In an effort to further develop the technique of isomer-specific proteolysis, a number of proline-containing substrates were subjected to hydrolysis in the presence of chymotrypsin, trypsin, or prolidase. The objective was to determine whether direct hydrolysis of the cis form of the substrate could occur and, if so, the extent to which it is slower than the hydrolysis of the equivalent trans form. It is shown that for both peptide and amide substrates, which contain proline at the P2 position, the cis form can be hydrolyzed directly by either chymotrypsin or trypsin, in contrast to earlier suggestions in the literature. For similar amide substrates, it was found that chymotrypsin has a lower catalytic efficiency for the cis form, relative to the trans form, by a factor of 20 000 while, for trypsin and its substrate, the cis form was cleaved about 2000 times less efficiently. Results for a trypsin substrate with proline at the P2' position, rather than the P2 position, were quite different however, since there was no indication that the cis form could be directly cleaved even at the highest enzyme concentration. There was also no indication that prolidase could cleave the dipeptide Phe-Pro when the active bond itself is in the cis form. These collective results suggest that the ability of proteases to cleave a substrate with a cis peptide bond depends strongly on the location of the cis bond relative to the active bond that is being cleaved.     

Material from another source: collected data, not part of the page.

use nalgebra::Vector2;

use crate::QuadtreeError;

/// One of the four sub-quadrants of a square, split at its center.
#[derive(Clone, Copy, Debug, PartialEq, Eq, Hash)]
pub enum Quadrant {
    NE,
    SE,
    SW,
    NW,
}

impl Quadrant {
    /// All quadrants in traversal order.
    pub const ALL: [Quadrant; 4] = [Quadrant::NE, Quadrant::SE, Quadrant::SW, Quadrant::NW];
    /// Order in which tree listings visit subnodes.
    pub const LISTING_ORDER: [Quadrant; 4] =
        [Quadrant::NE, Quadrant::NW, Quadrant::SE, Quadrant::SW];

    /// Classify `position` relative to `center`.
    ///
    /// Ties on x go west, ties on y go north. Tree shapes depend on this rule.
    #[must_use]
    pub fn of(position: &Vector2<f64>, center: &Vector2<f64>) -> Self {
        if position.x > center.x {
            if position.y >= center.y {
                Quadrant::NE
            } else {
                Quadrant::SE
            }
        } else if position.y < center.y {
            Quadrant::SW
        } else {
            Quadrant::NW
        }
    }

    #[must_use]
    pub fn index(self) -> usize {
        match self {
            Quadrant::NE => 0,
            Quadrant::SE => 1,
            Quadrant::SW => 2,
            Quadrant::NW => 3,
        }
    }

    #[must_use]
    pub fn label(self) -> &'static str {
        match self {
            Quadrant::NE => "NE",
            Quadrant::SE => "SE",
            Quadrant::SW => "SW",
            Quadrant::NW => "NW",
        }
    }

    fn sign(self) -> Vector2<f64> {
        match self {
            Quadrant::NE => Vector2::new(1., 1.),
            Quadrant::SE => Vector2::new(1., -1.),
            Quadrant::SW => Vector2::new(-1., -1.),
            Quadrant::NW => Vector2::new(-1., 1.),
        }
    }
}

/// The square universe centered at the origin.
///
/// Nodes don't store their bounds. Every walk derives a node's center and
/// extent from the half-width, the node's level (root = 0) and the quadrant path.
#[derive(Clone, Copy, Debug, PartialEq)]
pub struct Geometry {
    half_width: f64,
}

impl Geometry {
    pub fn new(half_width: f64) -> Result<Self, QuadtreeError> {
        if !half_width.is_finite() || half_width <= 0. {
            return Err(QuadtreeError::InvalidHalfWidth(half_width));
        }
        Ok(Self { half_width })
    }

    /// Half-width of the universe.
    #[must_use]
    pub fn universe(&self) -> f64 {
        self.half_width
    }

    /// Half-width of a quadrant at `level`.
    #[must_use]
    pub fn half_width(&self, level: u32) -> f64 {
        // powers of two are exact, so all walks agree bit for bit
        self.half_width / 2f64.powi(level as i32)
    }

    /// Center of the `quadrant` child of the node at `level` centered at `center`.
    #[must_use]
    pub fn child_center(
        &self,
        center: &Vector2<f64>,
        level: u32,
        quadrant: Quadrant,
    ) -> Vector2<f64> {
        let offset = self.half_width(level + 1);
        center + quadrant.sign() * offset
    }

    #[must_use]
    pub fn contains(&self, position: &Vector2<f64>) -> bool {
        position.x.abs() <= self.half_width && position.y.abs() <= self.half_width
    }
}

Elucidation of the chemical nature of the steady-state intermediates in the mechanism of carboxypeptidase A

Cryospectrokinetic studies of zinc and cobalt carboxypeptidase A disclosed two intermediates in the hydrolysis of both peptides and depsipeptides and furnished all the rate and equilibrium constants for the reaction scheme E + S in equilibrium ES1 in equilibrium ES2---E + P [Auld, D. S., Galdes, A., Geoghegan, K. F., Holmquist, B., Martinelli, R. A., & Vallee, B. L. (1984) Proc. Natl. Acad. Sci. U.S.A. 81, 5041-5045]. Since the ES2 intermediate is the predominate enzyme species present at steady state, its chemical nature is deducible from subzero chemical quench studies done after steady state is established. Extrapolation of the product concentration to zero time, [P0], measures the concentration of the enzyme species in which bond cleavage has occurred. For peptides, the [P0]values are zero, indicating that no product is generated prior to turnover and therefore the ES2 intermediate involves a complex between enzyme and intact peptide substrate. For depsipeptides, [P0] values are 1 mol of produce per mole of enzyme over the entire temperature range -20 to -50 degrees C, indicating cleavage of the ester bond occurs prior to the rate-limiting step so that ES2 is more properly denoted by EP1P2, where P1 and P2 are the substrates for the reverse reaction. The rate-limiting step for depsipeptides thus involves release of the products which may occur directly or through a mandatory conformational change followed by rapid product release.